Repeated times when SCRUM or other Agile methods have been introduced, several coworkers has argued against planning. I remember that my answer usually was that Agile methods require better orderliness and planning than the Waterfall process. According to me, the Waterfall process creates a false sense of security, something many probably agrees with. Agile methods enable a superior planning as well as improved possibilities of adapting to changes in the course of the project. Speaking of changes, I find the most important factor being the new attitude towards changes. Nowadays, changes are expected, and there is a plan on how to cope with these. Similarly, the planning is constructed with possible changes in mind. In the waterfall process, my personal experience was that the project management actually was counteracting to the end, in order to fulfill the commitments previously undertaken.
On the one hand we try to plan for marketing campaigns and commitments to the customers, but on the other hand we should not plan more than necessary. The risk is that a lot of time is wasted, as in the Waterfall process, on planning components never implemented, or equally bad, the customer don’t find the function released useful, furthermore lacking other functionality.
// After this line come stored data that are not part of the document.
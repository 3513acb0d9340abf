use cgmath::InnerSpace;

use crate::interaction::SurfaceHit;
use crate::light::{EmissionSample, Light, LiSample, LightFlags, VisibilityTester};
use crate::render_context::RenderContext;
use crate::sampling::{uniform_sample_sphere, uniform_sphere_pdf};
use crate::scene::Scene;
use crate::spectrum::Spectrum;
use crate::{Float, Normal3, Point2f, Point3f, Ray, Transform, Vec3f, PI};

/// Isotropic point emitter: a delta-position light with no area to sample.
pub struct PointLight {
    l2w: Transform,
    w2l: Transform,
    world_point: Point3f,
    intensity: Spectrum,
}

impl PointLight {
    pub fn new(light_to_world: Transform, intensity: Spectrum) -> Self {
        let w2l = light_to_world.inverse();
        let world_point = light_to_world.transform(Point3f::new(0.0, 0.0, 0.0));
        Self {
            l2w: light_to_world,
            w2l,
            world_point,
            intensity,
        }
    }
}

impl Light for PointLight {
    fn flags(&self) -> LightFlags {
        LightFlags::DeltaPosition
    }

    fn light_to_world(&self) -> &Transform {
        &self.l2w
    }

    fn world_to_light(&self) -> &Transform {
        &self.w2l
    }

    fn sample_incident_radiance(&self, reference: &SurfaceHit, _u: Point2f) -> LiSample {
        let wi = (self.world_point - reference.p).normalize();
        let p1 = SurfaceHit {
            p: self.world_point,
            p_err: Vec3f::new(0.0, 0.0, 0.0),
            time: reference.time,
            n: Normal3(Vec3f::new(0.0, 0.0, 0.0)),
        };
        let radiance = self.intensity / (self.world_point - reference.p).magnitude2();
        LiSample {
            radiance,
            wi,
            pdf: 1.0,
            vis: VisibilityTester { p0: *reference, p1 },
        }
    }

    fn pdf_incident_radiance(&self, _reference: &SurfaceHit, _wi: Vec3f) -> Float {
        0.0
    }

    fn power(&self, _ctx: &RenderContext) -> Spectrum {
        self.intensity * (4.0 * PI)
    }

    fn sample_emission(&self, _u_pos: Point2f, u_dir: Point2f, _scene: &Scene) -> Option<EmissionSample> {
        let dir = uniform_sample_sphere(u_dir);
        Some(EmissionSample {
            ray: Ray::new(self.world_point, dir),
            n: dir,
            pdf_pos: 1.0,
            pdf_dir: uniform_sphere_pdf(),
            radiance: self.intensity,
        })
    }
}

#[cfg(test)]
mod tests {
    use super::*;

    #[test]
    fn falls_off_as_inverse_square() {
        let light = PointLight::new(Transform::identity(), Spectrum::uniform(4.0));
        let near = SurfaceHit {
            p: Point3f::new(1.0, 0.0, 0.0),
            p_err: Vec3f::new(0.0, 0.0, 0.0),
            time: 0.0,
            n: Normal3(Vec3f::new(0.0, 0.0, 1.0)),
        };
        let far = SurfaceHit {
            p: Point3f::new(2.0, 0.0, 0.0),
            ..near
        };
        let ln = light.sample_incident_radiance(&near, Point2f::new(0.0, 0.0)).radiance;
        let lf = light.sample_incident_radiance(&far, Point2f::new(0.0, 0.0)).radiance;
        assert!((ln.r / lf.r - 4.0).abs() < 1e-4);
    }
}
Either way, we must find a way to predict the contents of our releases. In the Waterfall process we would discuss the prediction of a time of the release, however the focus here is rather on what will be included.
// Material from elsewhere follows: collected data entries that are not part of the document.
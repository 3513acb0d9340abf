//! Render configuration: the knobs a scene-independent driver needs (AA
//! sampling, filter, adaptive threshold, photon-map budgets, thread count).
//! Building a `Scene` from a file format stays out of scope, but the values
//! that drive the sampling/integration loop still need somewhere to live
//! other than scattered call-site literals — this is that struct, loadable
//! from TOML or built programmatically.

use serde::Deserialize;

use crate::splitter::TilesOrder;

use crate::Float;

#[derive(Clone, Copy, Debug, Deserialize)]
#[serde(rename_all = "snake_case")]
pub enum FilterKind {
    Box,
    Gaussian,
}

#[derive(Clone, Debug, Deserialize)]
#[serde(default)]
pub struct SamplingConfig {
    pub samples_per_pixel: usize,
    pub passes: u32,
    pub adaptive_threshold: Float,
    pub filter_kind: FilterKindConfig,
    pub filter_width: Float,
}

/// `serde`-friendly mirror of [`FilterKind`] with a width, since the filter
/// itself is constructed once the kind and width are both known.
#[derive(Clone, Copy, Debug, Deserialize)]
#[serde(rename_all = "snake_case")]
pub enum FilterKindConfig {
    Box,
    Gaussian { alpha: Float },
}

impl Default for SamplingConfig {
    fn default() -> Self {
        Self {
            samples_per_pixel: 16,
            passes: 1,
            adaptive_threshold: 0.01,
            filter_kind: FilterKindConfig::Box,
            filter_width: 0.5,
        }
    }
}

#[derive(Clone, Debug, Deserialize)]
#[serde(default)]
pub struct PhotonMapConfig {
    pub caustic_photons: usize,
    pub diffuse_photons: usize,
    pub search_count: usize,
    pub search_radius: Float,
    pub final_gather_samples: usize,
    pub hash_grid_threshold: usize,
}

impl Default for PhotonMapConfig {
    fn default() -> Self {
        Self {
            caustic_photons: 200_000,
            diffuse_photons: 500_000,
            search_count: 50,
            search_radius: 0.5,
            final_gather_samples: 16,
            hash_grid_threshold: 10_000,
        }
    }
}

#[derive(Clone, Debug, Deserialize)]
#[serde(default)]
pub struct RenderConfig {
    pub sampling: SamplingConfig,
    pub photon_map: PhotonMapConfig,
    pub tile_size: i32,
    pub tile_order: TilesOrderConfig,
    pub thread_count: Option<usize>,
}

#[derive(Clone, Copy, Debug, Deserialize)]
#[serde(rename_all = "snake_case")]
pub enum TilesOrderConfig {
    Linear,
    Random,
    CentreRandom,
}

impl From<TilesOrderConfig> for TilesOrder {
    fn from(cfg: TilesOrderConfig) -> Self {
        match cfg {
            TilesOrderConfig::Linear => TilesOrder::Linear,
            TilesOrderConfig::Random => TilesOrder::Random,
            TilesOrderConfig::CentreRandom => TilesOrder::CentreRandom,
        }
    }
}

impl Default for RenderConfig {
    fn default() -> Self {
        Self {
            sampling: SamplingConfig::default(),
            photon_map: PhotonMapConfig::default(),
            tile_size: 32,
            tile_order: TilesOrderConfig::CentreRandom,
            thread_count: None,
        }
    }
}

impl RenderConfig {
    pub fn from_toml_str(s: &str) -> crate::RenderResult<Self> {
        toml::from_str(s).map_err(|e| crate::RenderError::InvalidParameter(e.to_string()))
    }

    pub fn effective_thread_count(&self) -> usize {
        self.thread_count.unwrap_or_else(rayon::current_num_threads)
    }
}

#[cfg(test)]
mod tests {
    use super::*;

    #[test]
    fn defaults_are_usable() {
        let config = RenderConfig::default();
        assert_eq!(config.sampling.samples_per_pixel, 16);
        assert!(config.effective_thread_count() >= 1);
    }

    #[test]
    fn parses_partial_toml_with_defaults() {
        let config = RenderConfig::from_toml_str(
            r#"
            [sampling]
            samples_per_pixel = 64
            "#,
        )
        .unwrap();
        assert_eq!(config.sampling.samples_per_pixel, 64);
        assert_eq!(config.tile_size, 32);
    }
}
Within Scrum we use Story Points, or corresponding, to estimate a certain development effort. With support from the experience of how many Story Points we can manage in one SPRINT, it’s possible to estimate our velocity. By putting Story Points on every task, we receive a better picture of what can be delivered at a certain point of time. This method requires someone to read and understand every task on a certain detailed level. No matter the size of the organization, this endeavor might be a waste of effort when the requirements are changed. In SAFe, we work with several abstraction levels. In order to create a long-term roadmap, we should work on Epic or Feature level instead. I refer to these as Epic Points or Feature Points, managing them in the same manner as Story Points. Not having to decompose and perform a detailed study of every task is one of this method’s benefits. Instead, an architect with an overall responsibility and understanding of the system will estimate the relative size of different Epics or Features, and through historical data it is possible to approximate the company’s speed of Epics or Features, respectively
Regardless if you’re using SAFe, Less or another framework in your business, a lot of information must be managed. A tool supporting the process of the company is essential. Several tools with case management as a basis, such as JIRA, has not provided the support I would like in my job as project leader or other managerial post. After numerous years of pondering and searching for a tool, I recently found an interesting ACT (Agile Collaboration Tool) which I really believe in and is currently examining more thoroughly. The architecture of this ACT is what makes it Agile. It is able to adapt according to the information needs of the user, rather than requiring the user to comply with how the developers of the tool think it should be used. My recurring opinion on choosing a tool (one of my first choices in the early 90s being ClearCase) has always been to use the tool according to the idea of the manufacturer. Nevertheless, this ACT enabled a company to work in optional manners, still receiving support no matter the managerial post.
I’ll get back to you after examining ACT more thoroughly.